Kedua metode ini menjadi ciri khas kajian agama sebelum pendidikan madrasah diterapkan. Kedua metode ini dilakukan dalam mengkaji kitab-kitab ulama, dan di Lombok pada masa itu mengkaji kitab-kitab berbahasa Arab Melayu, seperti Kitab Perukunan, Sabilul Muhtadin, Bidayah, dll . Fokus kegiatan pembelajaran adalah pada kajian kitab-kitab berbahasa Arab Melayu, dan beberapa kita berbahasa Arab. Pembelajaran tidak mengenal sistem kelas (klasikal) seperti yang diterapkan oleh TGKH. M. Zaenuddin Abdul Majid yakni model madrasah .
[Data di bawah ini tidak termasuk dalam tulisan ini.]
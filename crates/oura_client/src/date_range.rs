//! Inclusive calendar date ranges for metric queries.

use crate::OuraError;
use chrono::{Duration, NaiveDate, Utc};

/// Number of days (inclusive of today) covered when a caller supplies no
/// bounds at all.
pub const DEFAULT_WINDOW_DAYS: i64 = 7;

/// An inclusive pair of calendar dates with `start <= end`.
#[derive(Clone, Copy, Debug, PartialEq, Eq)]
pub struct DateRange {
    start: NaiveDate,
    end: NaiveDate,
}

impl DateRange {
    pub fn new(start: NaiveDate, end: NaiveDate) -> Result<Self, OuraError> {
        if start > end {
            return Err(OuraError::Validation(format!(
                "start_date {start} is after end_date {end}"
            )));
        }
        Ok(Self { start, end })
    }

    /// The last `days` calendar days ending today.
    pub fn last_days(days: i64) -> Self {
        let end = Utc::now().date_naive();
        let start = end - Duration::days(days.saturating_sub(1).max(0));
        Self { start, end }
    }

    /// Resolve optional ISO `YYYY-MM-DD` bounds. With neither bound given the
    /// range defaults to the last [`DEFAULT_WINDOW_DAYS`] days; a missing end
    /// defaults to today and a missing start to `end - (window - 1)`.
    pub fn from_optional(start: Option<&str>, end: Option<&str>) -> Result<Self, OuraError> {
        match (start, end) {
            (None, None) => Ok(Self::last_days(DEFAULT_WINDOW_DAYS)),
            (s, e) => {
                let end = match e {
                    Some(raw) => parse_date(raw)?,
                    None => Utc::now().date_naive(),
                };
                let start = match s {
                    Some(raw) => parse_date(raw)?,
                    None => end - Duration::days(DEFAULT_WINDOW_DAYS - 1),
                };
                Self::new(start, end)
            }
        }
    }

    pub fn start(&self) -> NaiveDate {
        self.start
    }

    pub fn end(&self) -> NaiveDate {
        self.end
    }
}

impl std::fmt::Display for DateRange {
    fn fmt(&self, f: &mut std::fmt::Formatter<'_>) -> std::fmt::Result {
        write!(f, "{} to {}", self.start, self.end)
    }
}

fn parse_date(raw: &str) -> Result<NaiveDate, OuraError> {
    NaiveDate::parse_from_str(raw, "%Y-%m-%d").map_err(|_| {
        OuraError::Validation(format!("invalid date {raw:?}, expected YYYY-MM-DD"))
    })
}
Dalam perkembangan setelah kemerdekaan, kini jejak perjuangan pendidikan HAMZANWADI berupa model pendidikan madrasah hampir diselenggarakan oleh pondok-pondok pesantren di Indonesia. Pondok pondok pesantren hampir menyelenggarakan pendidikan formal dalam bentukmadrasah. Dan hampir sebagian besar pondok pesantren model madrasah menyesuaikan kalender akademiknya dengan pemerintah. Dari itu, dapat dipahami, bahwa model pendidikan madrasah merupakan bagian dari kostribusi besar, jejak dan kiprah perjuangan pendidikan dari ulama besar, pahlawan nasional asal Nusa Tenggara Barat, yaitu TGKH. M. Zaenuddin Abdul Majid.
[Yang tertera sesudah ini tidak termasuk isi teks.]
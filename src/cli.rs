//! Command line interface

use crate::{ConvertOptions, FetcherSpec, Result, Size};
use clap::{CommandFactory, Parser};
use std::path::PathBuf;

const AFTER_HELP: &str = "Examples:
  svg2png -i sample.svg -o sample.png --sizes [256] --executable-path /usr/bin/chromium
  svg2png -i sample.svg -o sample.png --sizes [[24,32],256] --fetcher-revision 782078 --fetcher-path ./renderer";

/// Create PNG files from an SVG file with a headless Chromium renderer
#[derive(Parser, Debug)]
#[command(name = "svg2png", version, about, after_help = AFTER_HELP)]
struct Cli {
    /// Path of the input SVG file
    #[arg(short, long, value_name = "FILE")]
    input: PathBuf,

    /// Path of the output PNG file
    #[arg(short, long, value_name = "FILE")]
    output: PathBuf,

    /// Sizes of the output PNG files as a JSON array; a number is a square,
    /// a two-element array is [width,height], e.g. [256,[256,128]]
    #[arg(long, value_parser = parse_sizes, default_value = "[]", value_name = "SIZES")]
    sizes: Sizes,

    /// Path of an installed renderer executable; when usable, the
    /// --fetcher-* options are ignored
    #[arg(long, value_name = "FILE")]
    executable_path: Option<PathBuf>,

    /// Revision of the renderer to download
    #[arg(long, value_name = "REV")]
    fetcher_revision: Option<String>,

    /// Directory the downloaded renderer is cached in
    #[arg(long, value_name = "DIR")]
    fetcher_path: Option<PathBuf>,
}

/// Parsed value of the `--sizes` option
#[derive(Debug, Clone)]
struct Sizes(Vec<Size>);

/// Parse one element of the `--sizes` array
///
/// A bare number is a square; a one-element array is a square; two or more
/// elements are width and height. Anything else is skipped.
fn parse_size_value(value: &serde_json::Value) -> Option<Size> {
    match value {
        serde_json::Value::Number(n) => {
            let edge = n.as_i64()? as i32;
            Some(Size::square(edge))
        }
        serde_json::Value::Array(items) => match items.as_slice() {
            [] => None,
            [edge] => Some(Size::square(edge.as_i64()? as i32)),
            [width, height, ..] => Some(Size::new(width.as_i64()? as i32, height.as_i64()? as i32)),
        },
        _ => None,
    }
}

fn parse_sizes(arg: &str) -> std::result::Result<Sizes, String> {
    let value: serde_json::Value =
        serde_json::from_str(arg).map_err(|e| format!("`sizes` is not valid JSON: {}", e))?;

    let Some(items) = value.as_array() else {
        return Ok(Sizes(Vec::new()));
    };
    Ok(Sizes(items.iter().filter_map(parse_size_value).collect()))
}

/// Parse the command line and run the conversion
///
/// Invoked with no arguments at all, prints help and returns an empty
/// result instead of converting.
pub fn run() -> Result<Vec<PathBuf>> {
    if std::env::args().len() < 2 {
        let _ = Cli::command().print_help();
        return Ok(Vec::new());
    }

    let cli = Cli::parse();
    let options = ConvertOptions {
        input: cli.input,
        output: cli.output,
        sizes: cli.sizes.0,
        executable_path: cli.executable_path,
        fetcher: cli.fetcher_revision.map(|revision| FetcherSpec {
            revision,
            dir: cli.fetcher_path,
        }),
    };
    crate::svg2png(options)
}

#[cfg(test)]
mod tests {
    use super::*;

    #[test]
    fn test_parse_mixed_sizes() {
        let sizes = parse_sizes("[256,[24,32]]").unwrap();
        assert_eq!(sizes.0, vec![Size::square(256), Size::new(24, 32)]);
    }

    #[test]
    fn test_parse_single_element_array_is_square() {
        let sizes = parse_sizes("[[24]]").unwrap();
        assert_eq!(sizes.0, vec![Size::square(24)]);
    }

    #[test]
    fn test_parse_skips_unrecognized_elements() {
        let sizes = parse_sizes(r#"[256,"wide",[],null,[24,32]]"#).unwrap();
        assert_eq!(sizes.0, vec![Size::square(256), Size::new(24, 32)]);
    }

    #[test]
    fn test_parse_non_array_is_empty() {
        let sizes = parse_sizes("256").unwrap();
        assert!(sizes.0.is_empty());
        let sizes = parse_sizes("{\"width\":1}").unwrap();
        assert!(sizes.0.is_empty());
    }

    #[test]
    fn test_parse_rejects_malformed_json() {
        assert!(parse_sizes("[256,").is_err());
    }

    #[test]
    fn test_cli_parses_flags() {
        let cli = Cli::parse_from([
            "svg2png",
            "-i",
            "sample.svg",
            "-o",
            "sample.png",
            "--sizes",
            "[256]",
            "--fetcher-revision",
            "782078",
        ]);
        assert_eq!(cli.input, PathBuf::from("sample.svg"));
        assert_eq!(cli.output, PathBuf::from("sample.png"));
        assert_eq!(cli.sizes.0, vec![Size::square(256)]);
        assert_eq!(cli.fetcher_revision.as_deref(), Some("782078"));
        assert!(cli.executable_path.is_none());
    }
}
Pendidikan madrasah yang dipelopori oleh HAMZANWADI sejak sebelum kemerdekaan bisa dipahamisebagai respon dan pengembangan dari bentuk penyelenggaraan pendidikan Islam tradisional ketika itu dalam rangka mencerdaskan dan mengangkat martabat kehidupan ummat dan bangsa. Pada dinamikanya, di Indonesia dalam menyikapi perkembangan dan dinamika sosial politik, pola-pola penyelenggaraan pendidikan nonmadrasah telah banyak mengalami transformasi menjadi madrasah. Bahkan pondok pesantren rata-rata sudah menerapkan sistem pendidikan madrasah pada jenjang pendidikan formal yang dikelolanya. Sehingga sampai saat ini tercatat, data bulan September 2024, terdapat 87.397 madrasah di seluruh Indonesia.
HAMZANWADI telah menjadi ikon penting dunia pendidikan Islam di Indonesia. Khususnya pendidikan madrasah. Dari madrasah-madrasah yang dipeloporinya, baik di Lombok, di Tanah Air pada umumnya, telah sangat banyak memberikan konstribusi / sumbangan bagi kemajuan bangsa Indonesia. Kini perjuangan dan jejak pendirian madrasah yang ditinggalkan HAMZANWADI terus menginspirasi para murid,para pecinta dan masyarakat untuk berjuang mendirikan, memajukan, mengembangkan, menyebarkan, mamakmurkan madrasah sebagai bagian dari cara meneruskan perjuangan dan berterima kasih kepada HAMZANWADI dan bersyukur kepada Alloh Swt.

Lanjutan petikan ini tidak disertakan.